Heh, I love this topic so much I spent weeks writing a post on it Understanding Connections & Pools
The bad news is there’s no global correct answer, it depends on your app and load, but the good news is that’s there’s some rules of thumb you can use.
Each connection takes about 15MB in your instance’s RAM, give or take a few MB. The RAM also holds a lot of your dataset, preferably the entire thing or at least all the indexes. I love PgHero: GitHub - ankane/pghero: A performance dashboard for Postgres because it surfaces this info really well, and it’s easily deployable on Fly using Docker. So this tells you how many connections you can reasonably support on your PG instances: (RAM - data/index size - baseline OS/PG) / 15
.
When it comes to PGBouncer, the number above is what you’d want to configure as max_db_connections
— crucially, if you have multiple instances of PGBouncer, you’ll need to make sure the max_db_connections
across all of them is less than or equal to the total your database can support.
You can install pgBouncer as a container in its own Fly app, there are few Docker distributions, but I would just choose the Bitnami one: Docker Hub
If you run this you can then configure your connection pool on the app to be pretty high: pgBouncer will hand out cheap fake connections like candy, and map them on to a real 15MB connection only when the app is actually trying to run a query. Depending on the nature of the connection pool and the way the application checks out connections, you can often make your app servers think they have 10x to 100x more connections that you actually have.

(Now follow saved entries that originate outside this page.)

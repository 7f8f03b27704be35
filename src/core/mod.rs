//! Core types, parameters and traits

pub mod error;
pub mod params;
pub mod traits;
pub mod types;

pub use self::error::*;
pub use self::params::*;
pub use self::traits::*;
pub use self::types::*;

Watch out for the pool_mode
though: this will only work on a more aggressive pool mode than the default. The session
mode maps 1 client connection on to 1 real connection, even if the client is not doing anything. This give your almost no gains, but is necessary if you’re doing things like prepared statements or advisory locks without tracking your connections on the client side.
If you can be careful about / disable your prepared statements and advisory locks and other session level operations, you can switch the mode to transaction
, which is much better because even if your clients checkout a connection, they’ll get a cheap fake that’s mapped on to the real connection only when a transaction starts, and for the duration of that transaction.
Or you can go all the way to statement
level, if you know exactly what you’re doing with this, and works great for reporting systems etc.
You can also adjust all this to your read replicas — if you run a separate set of pgBouncers for the read replicas only, you can then multiply your total max connections by the number of read replicas you have, and you can probably do statement
mode on the replica group.
So yeah, once you have pgBouncer set up and configured, you can raise your connection_limit
on Prisma pretty high - maybe have it equal to the max number of requests you expect to handle concurrently on that instance.